» WHAT YOU WILL DO
Show every line of the records below that contains the word "EnvFilter".

» AVAILABLE DATA

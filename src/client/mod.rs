pub mod ollama;
pub mod openai;

use std::time::Duration;

use async_trait::async_trait;

use crate::transcript::History;

pub use ollama::{OllamaClient, OllamaConfig};
pub use openai::{OpenAIClient, OpenAIConfig};

pub(crate) const DEFAULT_TIMEOUT: Duration = Duration::from_secs(60);

#[derive(Debug, thiserror::Error)]
pub enum Error {
    #[error("backend at {url} is unavailable")]
    BackendUnavailable {
        url: String,
        #[source]
        source: reqwest::Error,
    },
    #[error("authentication failed: {0}")]
    Authentication(String),
    #[error("rate limited by provider: {0}")]
    RateLimit(String),
    #[error("generation failed: {0}")]
    Generation(String),
    #[error("failed to set up the HTTP client")]
    HttpClient(#[source] reqwest::Error),
}

/// A backend able to produce the next message of a conversation.
///
/// Every call is one round trip to the backend. Implementations never retry.
#[async_trait]
pub trait ModelClient: Send + Sync {
    async fn generate(&self, model: &str, history: &History<'_>) -> Result<String, Error>;
}

fn http_client(timeout: Duration) -> Result<reqwest::Client, Error> {
    reqwest::Client::builder()
        .timeout(timeout)
        .build()
        .map_err(Error::HttpClient)
}
use tracing::{debug, warn};

use crate::client::{Error, ModelClient};
use crate::transcript::{History, Transcript};

pub const DEFAULT_TURNS: usize = 4;

/// Two models taking turns on a topic, model A speaking first.
#[derive(Debug, Clone, PartialEq, Eq)]
pub struct Conversation {
    pub model_a: String,
    pub model_b: String,
    pub topic: String,
    pub turns: usize,
}

impl Conversation {
    pub fn new(
        model_a: impl Into<String>,
        model_b: impl Into<String>,
        topic: impl Into<String>,
    ) -> Self {
        Self {
            model_a: model_a.into(),
            model_b: model_b.into(),
            topic: topic.into(),
            turns: DEFAULT_TURNS,
        }
    }

    pub fn with_turns(mut self, turns: usize) -> Self {
        self.turns = turns;
        self
    }

    /// The model speaking on the given 0-based turn.
    pub fn speaker(&self, turn: usize) -> &str {
        if turn % 2 == 0 {
            &self.model_a
        } else {
            &self.model_b
        }
    }

    /// Runs every turn in order. The first failing turn aborts the run and its
    /// error is returned as is; the transcript so far is dropped.
    pub async fn run(&self, client: &dyn ModelClient) -> Result<Transcript, Error> {
        let mut transcript = Transcript::default();

        for turn in 0..self.turns {
            let speaker = self.speaker(turn);
            let history = History::new(&self.topic, &transcript);

            debug!(turn, speaker, "Generating");

            let words = match client.generate(speaker, &history).await {
                Ok(words) => words,
                Err(error) => {
                    warn!(turn, speaker, %error, "Turn failed, aborting conversation");
                    return Err(error);
                }
            };
            transcript.push(speaker, words);
        }

        Ok(transcript)
    }
}

pub async fn have_conversation(
    model_a: &str,
    model_b: &str,
    topic: &str,
    turns: usize,
    client: &dyn ModelClient,
) -> Result<Transcript, Error> {
    Conversation::new(model_a, model_b, topic)
        .with_turns(turns)
        .run(client)
        .await
}
use std::path::PathBuf;

use anyhow::Context;
use model_dialogue::config::{Backend, Environment, FileConfig, Overrides, Settings};
use structopt::StructOpt;
use strum::{Display, EnumString};
use tracing::info;
use tracing_subscriber::EnvFilter;

#[derive(Debug, Clone, Copy, EnumString, Display)]
#[strum(serialize_all = "lowercase")]
enum OutputFormat {
    Text,
    Json,
}

#[derive(StructOpt, Debug)]
#[structopt(
    name = "model-dialogue",
    about = "Make two language models talk to each other"
)]
struct Args {
    /// Initial prompt to start the conversation
    topic: String,

    /// Name of the first model [default: llama2]
    #[structopt(long)]
    model_a: Option<String>,

    /// Name of the second model [default: llama2]
    #[structopt(long)]
    model_b: Option<String>,

    /// Number of turns in the conversation [default: 4]
    #[structopt(short, long)]
    turns: Option<usize>,

    /// Model backend (ollama or openai) [default: ollama]
    #[structopt(short, long)]
    backend: Option<Backend>,

    /// Path to a TOML config file
    #[structopt(short, long)]
    config: Option<PathBuf>,

    /// Output format (text or json)
    #[structopt(short, long, default_value = "text")]
    format: OutputFormat,
}

#[tokio::main]
async fn main() -> anyhow::Result<()> {
    tracing_subscriber::fmt()
        .with_env_filter(
            EnvFilter::try_from_default_env().unwrap_or_else(|_| EnvFilter::new("info")),
        )
        .with_writer(std::io::stderr)
        .init();

    dotenv::dotenv().ok();
    let environment = Environment::from_env()?;
    let args = Args::from_args();

    let file = FileConfig::discover(args.config.as_deref()).await?;
    let settings = Settings::resolve(
        Overrides {
            model_a: args.model_a,
            model_b: args.model_b,
            turns: args.turns,
            backend: args.backend,
        },
        environment,
        file,
    );

    let client = settings
        .client()
        .context("Failed to set up the model backend")?;
    let conversation = settings.conversation(args.topic);

    info!(
        backend = %settings.backend,
        model_a = %conversation.model_a,
        model_b = %conversation.model_b,
        turns = conversation.turns,
        "Starting conversation"
    );

    let transcript = conversation
        .run(client.as_ref())
        .await
        .context("Conversation aborted")?;

    match args.format {
        OutputFormat::Text => println!("{}", transcript.to_lines()),
        OutputFormat::Json => {
            println!("{}", serde_json::to_string_pretty(&transcript)?);
        }
    }

    Ok(())
}
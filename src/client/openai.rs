use std::fmt::{self, Debug};
use std::time::Duration;

use async_trait::async_trait;
use reqwest::{StatusCode, header};
use serde::{Deserialize, Serialize};
use tracing::debug;

use super::{DEFAULT_TIMEOUT, Error, ModelClient, http_client};
use crate::transcript::History;

pub const DEFAULT_BASE_URL: &str = "https://api.openai.com/v1";

#[derive(Clone)]
pub struct OpenAIConfig {
    pub api_key: String,
    pub base_url: String,
    pub timeout: Duration,
}

impl OpenAIConfig {
    pub fn with_api_key(api_key: impl Into<String>) -> Self {
        Self {
            api_key: api_key.into(),
            base_url: DEFAULT_BASE_URL.to_owned(),
            timeout: DEFAULT_TIMEOUT,
        }
    }
}

impl Debug for OpenAIConfig {
    fn fmt(&self, f: &mut fmt::Formatter<'_>) -> fmt::Result {
        f.debug_struct("OpenAIConfig")
            .field("api_key", &"<redacted>")
            .field("base_url", &self.base_url)
            .field("timeout", &self.timeout)
            .finish()
    }
}

#[derive(Debug, Clone, Copy, PartialEq, Eq, Serialize)]
#[serde(rename_all = "lowercase")]
enum Role {
    User,
    Assistant,
}

#[derive(Debug, PartialEq, Eq, Serialize)]
struct Message<'a> {
    role: Role,
    content: &'a str,
}

#[derive(Serialize)]
struct ChatRequest<'a> {
    model: &'a str,
    messages: Vec<Message<'a>>,
}

#[derive(Deserialize)]
struct ChatResponse {
    choices: Vec<Choice>,
}

#[derive(Deserialize)]
struct Choice {
    message: ChoiceMessage,
}

#[derive(Deserialize)]
struct ChoiceMessage {
    content: Option<String>,
}

#[derive(Deserialize)]
struct ErrorResponse {
    error: ErrorBody,
}

#[derive(Deserialize)]
struct ErrorBody {
    message: String,
}

/// Client for an OpenAI-compatible chat completions API.
pub struct OpenAIClient {
    client: reqwest::Client,
    api_key: String,
    base_url: String,
}

impl Debug for OpenAIClient {
    fn fmt(&self, f: &mut fmt::Formatter<'_>) -> fmt::Result {
        f.debug_struct("OpenAIClient")
            .field("api_key", &"<redacted>")
            .field("base_url", &self.base_url)
            .finish()
    }
}

impl OpenAIClient {
    /// Fails with [`Error::Authentication`] when the API key is empty.
    pub fn new(config: OpenAIConfig) -> Result<Self, Error> {
        if config.api_key.trim().is_empty() {
            return Err(Error::Authentication("no API key configured".to_owned()));
        }

        let base_url = config.base_url.trim_end_matches('/').to_owned();
        Ok(Self {
            client: http_client(config.timeout)?,
            api_key: config.api_key,
            base_url,
        })
    }
}

/// The topic as the opening user message, then the prior interjections with
/// the generating seat's own lines as the assistant.
fn messages<'a>(history: &History<'a>) -> Vec<Message<'a>> {
    let mut messages = Vec::with_capacity(history.turn() + 1);
    messages.push(Message {
        role: Role::User,
        content: history.topic(),
    });
    messages.extend(
        history
            .interjections()
            .iter()
            .enumerate()
            .map(|(index, interjection)| Message {
                role: if history.is_own(index) {
                    Role::Assistant
                } else {
                    Role::User
                },
                content: &interjection.words,
            }),
    );
    messages
}

fn provider_message(body: String) -> String {
    serde_json::from_str::<ErrorResponse>(&body)
        .map(|response| response.error.message)
        .unwrap_or(body)
}

#[async_trait]
impl ModelClient for OpenAIClient {
    async fn generate(&self, model: &str, history: &History<'_>) -> Result<String, Error> {
        let url = format!("{}/chat/completions", self.base_url);
        let request = ChatRequest {
            model,
            messages: messages(history),
        };

        debug!(%url, model, turn = history.turn(), "Sending chat completion request");

        let response = self
            .client
            .post(&url)
            .header(header::AUTHORIZATION, format!("Bearer {}", self.api_key))
            .json(&request)
            .send()
            .await
            .map_err(|source| Error::BackendUnavailable {
                url: self.base_url.clone(),
                source,
            })?;

        let status = response.status();
        if !status.is_success() {
            let message = provider_message(response.text().await.unwrap_or_default());
            return Err(match status {
                StatusCode::UNAUTHORIZED | StatusCode::FORBIDDEN => Error::Authentication(message),
                StatusCode::TOO_MANY_REQUESTS => Error::RateLimit(message),
                _ => Error::Generation(format!("provider returned {status}: {message}")),
            });
        }

        let response: ChatResponse = response.json().await.map_err(|error| {
            Error::Generation(format!("Failed to parse chat completion response: {error}"))
        })?;

        let choice = response
            .choices
            .into_iter()
            .next()
            .ok_or_else(|| Error::Generation("No choices in chat completion response".to_owned()))?;

        Ok(choice.message.content.unwrap_or_default())
    }
}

» THE COMPLETED TASK
use tracing_subscriber::EnvFilter;
            EnvFilter::try_from_default_env().unwrap_or_else(|_| EnvFilter::new("info")),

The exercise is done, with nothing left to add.